Glen Orin Mason (born April 9, 1950) is an American former college football player and coach. Mason served as the head football coach at Kent State University from 1986 to 1987, the University of Kansas from 1988 to 1996, and the University of Minnesota from 1997 to 2006, compiling a career college football record of 123–121–1.

Early life and playing career
Raised in Woodbridge Township, New Jersey, Mason attended Colonia High School.

Mason played college football at Ohio State University, graduating in 1972 with a B.A. in education. He was a linebacker on the depth chart behind Randy Gradishar, Stan White, Vic Koegel, Arnie Jones, and Rick Middleton.

Coaching career
Mason served as an assistant coach at Ball State University, Allegheny College, Iowa State University, the University of Illinois at Urbana-Champaign, and Ohio State University. He served as the outside linebackers coach and the offensive line coach at Ohio State in 1978 and 1979. In 1980, he was promoted to offensive coordinator of the Buckeyes and remained in that position through the 1985 season.

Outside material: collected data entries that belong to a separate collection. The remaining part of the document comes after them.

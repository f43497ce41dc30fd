//! Progress reporting and cancellation.

use std::sync::atomic::{AtomicBool, Ordering};
use std::sync::Arc;

/// Receives progress events from a running operator and can ask it to stop.
pub trait ProgressListener: Send + Sync {
    fn started(&self) {}

    /// Fraction of work done, in `0.0..=1.0`.
    fn progress(&self, _fraction: f32) {}

    fn complete(&self) {}

    /// Polled between units of work.
    fn is_canceled(&self) -> bool {
        false
    }
}

/// Listener that ignores events and never cancels.
#[derive(Debug, Default, Clone, Copy)]
pub struct NullProgressListener;

impl ProgressListener for NullProgressListener {}

/// Shared cancellation flag.
///
/// Clones share the flag, so one clone can be handed to the operator while
/// another cancels it from a different thread.
#[derive(Debug, Default, Clone)]
pub struct CancelFlag {
    canceled: Arc<AtomicBool>,
}

impl CancelFlag {
    pub fn new() -> Self {
        Self::default()
    }

    pub fn cancel(&self) {
        self.canceled.store(true, Ordering::SeqCst);
    }
}

impl ProgressListener for CancelFlag {
    fn is_canceled(&self) -> bool {
        self.canceled.load(Ordering::SeqCst)
    }
}
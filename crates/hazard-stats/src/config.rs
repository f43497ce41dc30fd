//! Configuration for the hazard statistics operator.

use projection::DEFAULT_ENVELOPE_DENSIFICATION;
use serde::{Deserialize, Serialize};

/// Configuration for the hazard statistics operator.
#[derive(Debug, Clone, PartialEq, Serialize, Deserialize)]
pub struct OperatorConfig {
    /// Accept CRS pairs with different datums and no shift parameters.
    pub lenient_datum_shift: bool,

    /// Points sampled per envelope edge when reprojecting request envelopes.
    pub envelope_densification: usize,

    /// Honour the progress listener's cancellation flag.
    pub check_cancellation: bool,
}

impl Default for OperatorConfig {
    fn default() -> Self {
        Self {
            lenient_datum_shift: true,
            envelope_densification: DEFAULT_ENVELOPE_DENSIFICATION,
            check_cancellation: true,
        }
    }
}

impl OperatorConfig {
    /// Load configuration from environment variables.
    pub fn from_env() -> Self {
        let mut config = Self::default();

        if let Ok(val) = std::env::var("HAZARD_LENIENT_DATUM_SHIFT") {
            config.lenient_datum_shift = parse_bool(&val);
        }

        if let Ok(val) = std::env::var("HAZARD_ENVELOPE_DENSIFICATION") {
            if let Ok(samples) = val.parse() {
                config.envelope_densification = samples;
            }
        }

        if let Ok(val) = std::env::var("HAZARD_CHECK_CANCELLATION") {
            config.check_cancellation = parse_bool(&val);
        }

        config
    }

    /// Validate the configuration.
    pub fn validate(&self) -> Result<(), String> {
        if self.envelope_densification == 0 {
            return Err("envelope_densification must be > 0".to_string());
        }

        Ok(())
    }
}

fn parse_bool(val: &str) -> bool {
    val.to_lowercase() == "true" || val == "1"
}
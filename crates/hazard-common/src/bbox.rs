//! Bounding box and envelope types.

use serde::{Deserialize, Serialize};

use crate::crs::Crs;

/// An axis-aligned bounding box in some coordinate space.
///
/// For geographic CRS (EPSG:4326), coordinates are in degrees.
/// For projected CRS (EPSG:3857, etc.), coordinates are in meters.
/// Grid space boxes are expressed in pixel units.
#[derive(Debug, Clone, Copy, PartialEq, Serialize, Deserialize)]
pub struct BoundingBox {
    pub min_x: f64,
    pub min_y: f64,
    pub max_x: f64,
    pub max_y: f64,
}

impl BoundingBox {
    /// Create a new bounding box from corner coordinates.
    pub fn new(min_x: f64, min_y: f64, max_x: f64, max_y: f64) -> Self {
        Self {
            min_x,
            min_y,
            max_x,
            max_y,
        }
    }

    /// A box containing nothing. Including any point into it yields that point.
    pub fn empty() -> Self {
        Self {
            min_x: f64::INFINITY,
            min_y: f64::INFINITY,
            max_x: f64::NEG_INFINITY,
            max_y: f64::NEG_INFINITY,
        }
    }

    /// Width of the bounding box in coordinate units.
    pub fn width(&self) -> f64 {
        self.max_x - self.min_x
    }

    /// Height of the bounding box in coordinate units.
    pub fn height(&self) -> f64 {
        self.max_y - self.min_y
    }

    /// A box is empty when it has no positive area or any ordinate is NaN.
    ///
    /// Degenerate boxes (a single point or a line) count as empty.
    pub fn is_empty(&self) -> bool {
        !(self.width() > 0.0 && self.height() > 0.0)
    }

    /// Check if this bbox intersects another with a non-empty overlap.
    pub fn intersects(&self, other: &BoundingBox) -> bool {
        self.min_x < other.max_x
            && self.max_x > other.min_x
            && self.min_y < other.max_y
            && self.max_y > other.min_y
    }

    /// Compute the intersection of two bounding boxes.
    ///
    /// Returns `None` when the overlap is empty.
    pub fn intersection(&self, other: &BoundingBox) -> Option<BoundingBox> {
        if !self.intersects(other) {
            return None;
        }

        let overlap = BoundingBox {
            min_x: self.min_x.max(other.min_x),
            min_y: self.min_y.max(other.min_y),
            max_x: self.max_x.min(other.max_x),
            max_y: self.max_y.min(other.max_y),
        };
        (!overlap.is_empty()).then_some(overlap)
    }

    /// Check if a point is contained within this bbox.
    pub fn contains_point(&self, x: f64, y: f64) -> bool {
        x >= self.min_x && x <= self.max_x && y >= self.min_y && y <= self.max_y
    }

    /// Check if `other` lies entirely within this bbox.
    pub fn contains(&self, other: &BoundingBox) -> bool {
        other.min_x >= self.min_x
            && other.max_x <= self.max_x
            && other.min_y >= self.min_y
            && other.max_y <= self.max_y
    }

    /// Grow the box so that it includes the given point.
    pub fn include_point(&mut self, x: f64, y: f64) {
        self.min_x = self.min_x.min(x);
        self.min_y = self.min_y.min(y);
        self.max_x = self.max_x.max(x);
        self.max_y = self.max_y.max(y);
    }

    /// The four corners, counter-clockwise from the lower-left.
    pub fn corners(&self) -> [(f64, f64); 4] {
        [
            (self.min_x, self.min_y),
            (self.max_x, self.min_y),
            (self.max_x, self.max_y),
            (self.min_x, self.max_y),
        ]
    }

    /// Get the center point of the bounding box.
    pub fn center(&self) -> (f64, f64) {
        (
            (self.min_x + self.max_x) / 2.0,
            (self.min_y + self.max_y) / 2.0,
        )
    }
}

impl Default for BoundingBox {
    fn default() -> Self {
        Self::empty()
    }
}

/// A bounding box tagged with the CRS its coordinates are expressed in.
#[derive(Debug, Clone, PartialEq, Serialize, Deserialize)]
pub struct ReferencedEnvelope {
    pub bbox: BoundingBox,
    pub crs: Crs,
}

impl ReferencedEnvelope {
    pub fn new(bbox: BoundingBox, crs: Crs) -> Self {
        Self { bbox, crs }
    }

    pub fn is_empty(&self) -> bool {
        self.bbox.is_empty()
    }

    /// Same coordinates, different CRS label.
    pub fn with_crs(self, crs: Crs) -> Self {
        Self { bbox: self.bbox, crs }
    }
}
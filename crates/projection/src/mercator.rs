//! Spherical "Pseudo" Mercator projection (EPSG:3857).
//!
//! Geographic coordinates on WGS84 are projected as if they lay on a sphere
//! whose radius is the WGS84 semi-major axis. The poles map to infinity, so
//! projecting latitudes of ±90° fails.

use std::f64::consts::PI;

use crate::error::{ProjectionError, Result};

/// WGS84 semi-major axis, used as the sphere radius.
pub const EARTH_RADIUS: f64 = 6378137.0;

/// Half the world width in meters (±180° longitude).
pub const MAX_EXTENT: f64 = PI * EARTH_RADIUS;

#[derive(Debug, Clone, Copy, PartialEq)]
pub struct WebMercator {
    pub radius: f64,
}

impl WebMercator {
    pub fn new() -> Self {
        Self {
            radius: EARTH_RADIUS,
        }
    }

    /// (lon, lat) in degrees to (x, y) in meters.
    pub fn forward(&self, lon_deg: f64, lat_deg: f64) -> Result<(f64, f64)> {
        if lat_deg.abs() >= 90.0 {
            return Err(ProjectionError::transform_failed(format!(
                "latitude {} is a Mercator singularity",
                lat_deg
            )));
        }
        let x = self.radius * lon_deg.to_radians();
        let y = self.radius * (PI / 4.0 + lat_deg.to_radians() / 2.0).tan().ln();
        Ok((x, y))
    }

    /// (x, y) in meters to (lon, lat) in degrees.
    pub fn inverse(&self, x: f64, y: f64) -> Result<(f64, f64)> {
        let lon = (x / self.radius).to_degrees();
        let lat = (2.0 * (y / self.radius).exp().atan() - PI / 2.0).to_degrees();
        Ok((lon, lat))
    }
}

impl Default for WebMercator {
    fn default() -> Self {
        Self::new()
    }
}
// 📈 Chart Builder - Declarative chart descriptions
//
// A ChartSpec says WHAT to draw (kind, labels, series, styling). Turning it
// into pixels is the renderer's job (see render.rs).

use serde::Serialize;

use crate::aggregation::SummaryRow;
use crate::dataset::{AgingBucket, EntryType, ExpenseCategory, Region};

/// Qualitative palette, assigned in order of first appearance
pub const PALETTE: [&str; 10] = [
    "#636EFA", "#EF553B", "#00CC96", "#AB63FA", "#FFA15A", "#19D3F3", "#FF6692", "#B6E880",
    "#FF97FF", "#FECB52",
];

/// Inner-hole fraction of the sales donut
pub const DONUT_HOLE: f64 = 0.4;

pub const AMOUNT_AXIS_TITLE: &str = "Amount ($)";

// ============================================================================
// CHART SPEC
// ============================================================================

#[derive(Debug, Clone, PartialEq, Serialize)]
#[serde(tag = "type", rename_all = "snake_case")]
pub enum ChartKind {
    /// Vertical bars, one series
    Bar,
    /// Vertical bars, one series per group, side by side
    GroupedBar,
    /// Ring chart; `hole` is the inner radius as a fraction of the outer
    Donut { hole: f64 },
}

#[derive(Debug, Clone, PartialEq, Serialize)]
pub struct Series {
    pub name: String,
    /// One value per category; `None` leaves a gap
    pub values: Vec<Option<u64>>,
    /// Either one colour for the whole series or one per category
    pub colors: Vec<String>,
}

#[derive(Debug, Clone, PartialEq, Serialize)]
pub struct ChartSpec {
    /// DOM id of the chart region
    pub id: String,
    pub kind: ChartKind,
    pub title: String,
    /// X-axis categories (bars) or slice labels (donut)
    pub categories: Vec<String>,
    pub series: Vec<Series>,
    pub x_axis_title: Option<String>,
    pub y_axis_title: Option<String>,
    /// Print the numeric value on each bar
    pub show_values: bool,
}

impl ChartSpec {
    pub fn is_empty(&self) -> bool {
        self.categories.is_empty()
    }
}

fn palette_color(index: usize) -> String {
    PALETTE[index % PALETTE.len()].to_string()
}

// ============================================================================
// BUILDERS
// ============================================================================

/// Bar per expense category, each in its own colour
pub fn expense_chart(rows: &[SummaryRow<ExpenseCategory>]) -> ChartSpec {
    ChartSpec {
        id: "expense-chart".to_string(),
        kind: ChartKind::Bar,
        title: "Total Expenses by Category".to_string(),
        categories: rows.iter().map(|r| r.key.as_str().to_string()).collect(),
        series: vec![Series {
            name: "Amount".to_string(),
            values: rows.iter().map(|r| Some(r.total)).collect(),
            colors: (0..rows.len()).map(palette_color).collect(),
        }],
        x_axis_title: Some("Category".to_string()),
        y_axis_title: Some(AMOUNT_AXIS_TITLE.to_string()),
        show_values: true,
    }
}

/// Donut of sales share per region
pub fn sales_chart(rows: &[SummaryRow<Region>]) -> ChartSpec {
    ChartSpec {
        id: "sales-chart".to_string(),
        kind: ChartKind::Donut { hole: DONUT_HOLE },
        title: "Sales by Region".to_string(),
        categories: rows.iter().map(|r| r.key.as_str().to_string()).collect(),
        series: vec![Series {
            name: "Sales".to_string(),
            values: rows.iter().map(|r| Some(r.total)).collect(),
            colors: (0..rows.len()).map(palette_color).collect(),
        }],
        x_axis_title: None,
        y_axis_title: None,
        show_values: false,
    }
}

/// Aging buckets on the x axis, one coloured series per AP/AR type
pub fn ap_ar_chart(rows: &[SummaryRow<(EntryType, AgingBucket)>]) -> ChartSpec {
    let buckets: Vec<AgingBucket> = AgingBucket::ALL
        .into_iter()
        .filter(|bucket| rows.iter().any(|r| r.key.1 == *bucket))
        .collect();

    let series = EntryType::ALL
        .into_iter()
        .filter(|entry_type| rows.iter().any(|r| r.key.0 == *entry_type))
        .enumerate()
        .map(|(i, entry_type)| Series {
            name: entry_type.as_str().to_string(),
            values: buckets
                .iter()
                .map(|bucket| {
                    rows.iter()
                        .find(|r| r.key == (entry_type, *bucket))
                        .map(|r| r.total)
                })
                .collect(),
            colors: vec![palette_color(i)],
        })
        .collect();

    ChartSpec {
        id: "ap-ar-chart".to_string(),
        kind: ChartKind::GroupedBar,
        title: "AP and AR Aging Overview".to_string(),
        categories: buckets.iter().map(|b| b.as_str().to_string()).collect(),
        series,
        x_axis_title: Some("Aging Bucket".to_string()),
        y_axis_title: Some(AMOUNT_AXIS_TITLE.to_string()),
        show_values: true,
    }
}
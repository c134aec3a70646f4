// 📒 Sample Ledger - Synthetic twelve-month dataset
// Generated once at startup, then only ever read.
//
// Layout is deterministic: every enumerated column cycles its fixed list
// (wrap-around, no shuffling). Only `amount` and `sales` are random.

use chrono::{Months, NaiveDate};
use rand::Rng;
use serde::Serialize;

use crate::error::{DashboardError, Result};

/// Number of ledger rows (one per month)
pub const ROW_COUNT: usize = 12;

/// Year the month labels start in
pub const DATA_YEAR: i32 = 2024;

pub const AMOUNT_MIN: u32 = 10_000;
pub const AMOUNT_MAX: u32 = 50_000;
pub const SALES_MIN: u32 = 50_000;
pub const SALES_MAX: u32 = 150_000;

// ============================================================================
// ENUMERATED COLUMNS
// ============================================================================

#[derive(Debug, Clone, Copy, PartialEq, Eq, Hash, Serialize)]
pub enum ExpenseCategory {
    Operations,
    Marketing,
    Research,
    #[serde(rename = "IT")]
    It,
}

impl ExpenseCategory {
    /// Cycle order used when filling rows
    pub const ALL: [ExpenseCategory; 4] = [
        ExpenseCategory::Operations,
        ExpenseCategory::Marketing,
        ExpenseCategory::Research,
        ExpenseCategory::It,
    ];

    pub fn as_str(&self) -> &'static str {
        match self {
            ExpenseCategory::Operations => "Operations",
            ExpenseCategory::Marketing => "Marketing",
            ExpenseCategory::Research => "Research",
            ExpenseCategory::It => "IT",
        }
    }
}

#[derive(Debug, Clone, Copy, PartialEq, Eq, Hash, Serialize)]
pub enum Region {
    North,
    South,
    East,
    West,
}

impl Region {
    pub const ALL: [Region; 4] = [Region::North, Region::South, Region::East, Region::West];

    pub fn as_str(&self) -> &'static str {
        match self {
            Region::North => "North",
            Region::South => "South",
            Region::East => "East",
            Region::West => "West",
        }
    }
}

/// Accounts payable vs accounts receivable
#[derive(Debug, Clone, Copy, PartialEq, Eq, Hash, Serialize)]
pub enum EntryType {
    #[serde(rename = "AP")]
    Payable,
    #[serde(rename = "AR")]
    Receivable,
}

impl EntryType {
    pub const ALL: [EntryType; 2] = [EntryType::Payable, EntryType::Receivable];

    pub fn as_str(&self) -> &'static str {
        match self {
            EntryType::Payable => "AP",
            EntryType::Receivable => "AR",
        }
    }
}

#[derive(Debug, Clone, Copy, PartialEq, Eq, Hash, Serialize)]
pub enum AgingBucket {
    #[serde(rename = "0-30 days")]
    Current,
    #[serde(rename = "31-60 days")]
    Days31To60,
    #[serde(rename = "61-90 days")]
    Days61To90,
    #[serde(rename = "90+ days")]
    Over90,
}

impl AgingBucket {
    pub const ALL: [AgingBucket; 4] = [
        AgingBucket::Current,
        AgingBucket::Days31To60,
        AgingBucket::Days61To90,
        AgingBucket::Over90,
    ];

    pub fn as_str(&self) -> &'static str {
        match self {
            AgingBucket::Current => "0-30 days",
            AgingBucket::Days31To60 => "31-60 days",
            AgingBucket::Days61To90 => "61-90 days",
            AgingBucket::Over90 => "90+ days",
        }
    }
}

// ============================================================================
// RECORD
// ============================================================================

/// One row of the synthetic ledger
#[derive(Debug, Clone, PartialEq, Eq, Serialize)]
pub struct Record {
    /// Month-end label, e.g. "Jan-2024"
    pub month: String,
    pub expense_category: ExpenseCategory,
    /// Expense / payable-receivable amount in whole dollars
    pub amount: u32,
    pub region: Region,
    /// Sales in whole dollars
    pub sales: u32,
    #[serde(rename = "type")]
    pub entry_type: EntryType,
    pub aging_bucket: AgingBucket,
}

// ============================================================================
// DATASET
// ============================================================================

/// The immutable ledger shared (by reference) with every downstream stage
#[derive(Debug, Clone, PartialEq, Eq, Serialize)]
pub struct Dataset {
    records: Vec<Record>,
}

impl Dataset {
    /// Generate a fresh ledger drawing `amount`/`sales` from `rng`
    pub fn generate<R: Rng + ?Sized>(rng: &mut R) -> Self {
        let mut amounts = [0u32; ROW_COUNT];
        let mut sales = [0u32; ROW_COUNT];

        for amount in amounts.iter_mut() {
            *amount = rng.gen_range(AMOUNT_MIN..=AMOUNT_MAX);
        }
        for value in sales.iter_mut() {
            *value = rng.gen_range(SALES_MIN..=SALES_MAX);
        }

        let dataset = Self::assemble(&amounts, &sales);
        tracing::info!(
            rows = dataset.len(),
            total_amount = dataset.iter().map(|r| u64::from(r.amount)).sum::<u64>(),
            total_sales = dataset.iter().map(|r| u64::from(r.sales)).sum::<u64>(),
            "generated sample ledger"
        );
        dataset
    }

    /// Generate using the thread-local RNG (what the server does at startup)
    pub fn generate_random() -> Self {
        Self::generate(&mut rand::thread_rng())
    }

    /// Build the deterministic layout around caller-supplied numeric columns
    pub fn from_samples(amounts: [u32; ROW_COUNT], sales: [u32; ROW_COUNT]) -> Result<Self> {
        check_bounds("amount", &amounts, AMOUNT_MIN, AMOUNT_MAX)?;
        check_bounds("sales", &sales, SALES_MIN, SALES_MAX)?;

        Ok(Self::assemble(&amounts, &sales))
    }

    fn assemble(amounts: &[u32; ROW_COUNT], sales: &[u32; ROW_COUNT]) -> Self {
        let months = month_end_labels(DATA_YEAR, ROW_COUNT);

        let records = months
            .into_iter()
            .enumerate()
            .map(|(i, month)| Record {
                month,
                expense_category: cycle(&ExpenseCategory::ALL, i),
                amount: amounts[i],
                region: cycle(&Region::ALL, i),
                sales: sales[i],
                entry_type: cycle(&EntryType::ALL, i),
                aging_bucket: cycle(&AgingBucket::ALL, i),
            })
            .collect();

        Dataset { records }
    }

    pub fn records(&self) -> &[Record] {
        &self.records
    }

    pub fn iter(&self) -> std::slice::Iter<'_, Record> {
        self.records.iter()
    }

    pub fn len(&self) -> usize {
        self.records.len()
    }

    pub fn is_empty(&self) -> bool {
        self.records.is_empty()
    }
}

impl<'a> IntoIterator for &'a Dataset {
    type Item = &'a Record;
    type IntoIter = std::slice::Iter<'a, Record>;

    fn into_iter(self) -> Self::IntoIter {
        self.records.iter()
    }
}

// ============================================================================
// HELPERS
// ============================================================================

/// Wrap-around pick from a fixed list
fn cycle<T: Copy>(values: &[T], index: usize) -> T {
    values[index % values.len()]
}

fn check_bounds(field: &'static str, values: &[u32], min: u32, max: u32) -> Result<()> {
    match values.iter().position(|v| !(min..=max).contains(v)) {
        Some(row) => Err(DashboardError::SampleOutOfRange {
            field,
            row,
            value: values[row],
            min,
            max,
        }),
        None => Ok(()),
    }
}

/// Labels ("Mon-YYYY") for the last day of `count` consecutive months from January of `year`
pub fn month_end_labels(year: i32, count: usize) -> Vec<String> {
    let Some(start) = NaiveDate::from_ymd_opt(year, 1, 1) else {
        return Vec::new();
    };

    (0..count as u32)
        .filter_map(|offset| {
            start
                .checked_add_months(Months::new(offset + 1))
                .and_then(|first_of_next| first_of_next.pred_opt())
        })
        .map(|month_end| month_end.format("%b-%Y").to_string())
        .collect()
}

#[cfg(test)]
mod tests {
    use super::*;
    use rand::rngs::StdRng;
    use rand::SeedableRng;
    use rstest::rstest;

    #[rstest]
    #[case(0)]
    #[case(7)]
    #[case(2024)]
    #[case(u64::MAX)]
    fn test_generated_ledger_respects_bounds(#[case] seed: u64) {
        let mut rng = StdRng::seed_from_u64(seed);
        let dataset = Dataset::generate(&mut rng);

        assert_eq!(dataset.len(), ROW_COUNT);
        for record in &dataset {
            assert!((AMOUNT_MIN..=AMOUNT_MAX).contains(&record.amount));
            assert!((SALES_MIN..=SALES_MAX).contains(&record.sales));
        }
    }

    #[test]
    fn test_enumerated_columns_cycle() {
        let dataset = Dataset::generate(&mut StdRng::seed_from_u64(1));
        let records = dataset.records();

        assert_eq!(records[0].expense_category, ExpenseCategory::Operations);
        assert_eq!(records[3].expense_category, ExpenseCategory::It);
        assert_eq!(records[4].expense_category, ExpenseCategory::Operations);
        assert_eq!(records[6].region, Region::East);
        assert_eq!(records[11].region, Region::West);
        assert_eq!(records[10].entry_type, EntryType::Payable);
        assert_eq!(records[11].entry_type, EntryType::Receivable);
        assert_eq!(records[9].aging_bucket, AgingBucket::Days31To60);

        println!("✅ Column cycling test PASSED");
    }

    #[test]
    fn test_month_labels_are_chronological() {
        let labels = month_end_labels(DATA_YEAR, ROW_COUNT);

        assert_eq!(labels.len(), 12);
        assert_eq!(labels[0], "Jan-2024");
        assert_eq!(labels[1], "Feb-2024");
        assert_eq!(labels[11], "Dec-2024");
    }

    #[test]
    fn test_from_samples_rejects_out_of_range() {
        let mut amounts = [AMOUNT_MIN; ROW_COUNT];
        amounts[5] = AMOUNT_MAX + 1;

        let err = Dataset::from_samples(amounts, [SALES_MIN; ROW_COUNT]).unwrap_err();

        match err {
            DashboardError::SampleOutOfRange { field, row, .. } => {
                assert_eq!(field, "amount");
                assert_eq!(row, 5);
            }
            other => panic!("unexpected error: {other}"),
        }
    }

    #[test]
    fn test_from_samples_accepts_inclusive_bounds() {
        let mut sales = [SALES_MIN; ROW_COUNT];
        sales[11] = SALES_MAX;

        let dataset = Dataset::from_samples([AMOUNT_MAX; ROW_COUNT], sales).unwrap();

        assert_eq!(dataset.records()[11].sales, SALES_MAX);
        assert_eq!(dataset.records()[0].amount, AMOUNT_MAX);
    }

    #[test]
    fn test_record_serializes_with_display_labels() {
        let dataset = Dataset::from_samples([AMOUNT_MIN; ROW_COUNT], [SALES_MIN; ROW_COUNT]).unwrap();
        let json = serde_json::to_value(&dataset.records()[3]).unwrap();

        assert_eq!(json["month"], "Apr-2024");
        assert_eq!(json["expense_category"], "IT");
        assert_eq!(json["type"], "AR");
        assert_eq!(json["aging_bucket"], "90+ days");
    }
}
// ⚠️ Dashboard Errors
// Startup failures are fatal and surface to the operator; nothing retries.

use std::net::SocketAddr;
use thiserror::Error;

/// Result type alias using `DashboardError`.
pub type Result<T> = std::result::Result<T, DashboardError>;

#[derive(Debug, Error)]
pub enum DashboardError {
    /// The listening socket could not be bound (usually: port already in use).
    #[error("failed to bind dashboard server to {addr}: {source}")]
    Bind {
        addr: SocketAddr,
        #[source]
        source: std::io::Error,
    },

    /// The accept loop stopped with an I/O error.
    #[error("dashboard server stopped unexpectedly: {0}")]
    Serve(#[source] std::io::Error),

    /// A caller-supplied sample lies outside the ledger bounds.
    #[error("{field} sample {value} at row {row} is outside [{min}, {max}]")]
    SampleOutOfRange {
        field: &'static str,
        row: usize,
        value: u32,
        min: u32,
        max: u32,
    },
}

impl DashboardError {
    /// True when a bind failed because another socket holds the address.
    pub fn is_addr_in_use(&self) -> bool {
        matches!(
            self,
            DashboardError::Bind { source, .. } if source.kind() == std::io::ErrorKind::AddrInUse
        )
    }
}
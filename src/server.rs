// 🌐 Server Host - Serves the pre-rendered dashboard
//
// One route (GET /). The page is rendered before the listener is bound and
// shared read-only between connections.

use axum::{body::Bytes, extract::State, response::Html, routing::get, Router};
use std::net::SocketAddr;
use tokio::net::TcpListener;
use tower_http::trace::TraceLayer;

use crate::config::DashboardConfig;
use crate::error::{DashboardError, Result};

/// Shared application state
#[derive(Clone)]
struct AppState {
    page: Bytes,
}

/// GET / - Serve the dashboard
async fn serve_dashboard(State(state): State<AppState>) -> Html<Bytes> {
    Html(state.page.clone())
}

/// Router exposing the rendered page at `/` and nothing else
pub fn router(page_html: impl Into<Bytes>) -> Router {
    let state = AppState {
        page: page_html.into(),
    };

    Router::new()
        .route("/", get(serve_dashboard))
        .with_state(state)
        .layer(TraceLayer::new_for_http())
}

pub struct DashboardServer {
    listener: TcpListener,
    addr: SocketAddr,
}

impl DashboardServer {
    /// Bind the listening socket; fails if the port is already taken
    pub async fn bind(config: &DashboardConfig) -> Result<Self> {
        let requested = config.socket_addr();

        let listener = TcpListener::bind(requested)
            .await
            .map_err(|source| DashboardError::Bind {
                addr: requested,
                source,
            })?;
        let addr = listener
            .local_addr()
            .map_err(|source| DashboardError::Bind {
                addr: requested,
                source,
            })?;

        tracing::info!(%addr, "dashboard listening");
        Ok(DashboardServer { listener, addr })
    }

    /// Address actually bound (resolves port 0)
    pub fn local_addr(&self) -> SocketAddr {
        self.addr
    }

    /// Serve until Ctrl+C
    pub async fn serve(self, app: Router) -> Result<()> {
        self.serve_with_shutdown(app, shutdown_signal()).await
    }

    /// Serve until `shutdown` resolves
    pub async fn serve_with_shutdown<F>(self, app: Router, shutdown: F) -> Result<()>
    where
        F: std::future::Future<Output = ()> + Send + 'static,
    {
        axum::serve(self.listener, app)
            .with_graceful_shutdown(shutdown)
            .await
            .map_err(DashboardError::Serve)?;

        tracing::info!(addr = %self.addr, "dashboard stopped");
        Ok(())
    }
}

async fn shutdown_signal() {
    match tokio::signal::ctrl_c().await {
        Ok(()) => tracing::info!("interrupt received, shutting down"),
        Err(e) => {
            // Without a signal handler the process runs until killed
            tracing::error!(error = %e, "failed to listen for interrupt");
            std::future::pending::<()>().await
        }
    }
}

Mason was head coach for Kent State University in 1986 and 1987 and the University of Kansas from 1988 to 1996. In 1995, as Kansas prepared for the Aloha Bowl against UCLA, Mason accepted the head coaching position at the University of Georgia. Mason had a change of heart and stayed with the Jayhawks, but left for the University of Minnesota one season later. His first game with Minnesota in 1997 was against Hawaii, at Aloha Stadium, Minnesota lost the game, 17–3.

In January 2002, Mason was named the president of the American Football Coaches Association. He was the third Minnesota coach to be awarded this honor joining Bernie Bierman (1935) and Murray Warmath (1968). On December 31, 2006, Minnesota fired Mason immediately following the Gophers' 44–41 overtime loss to Texas Tech in the 2006 Insight Bowl, a game in which the Gophers blew a 38–7 third-quarter lead. At the end of the 2006 season, he had a career record of 123–121–1.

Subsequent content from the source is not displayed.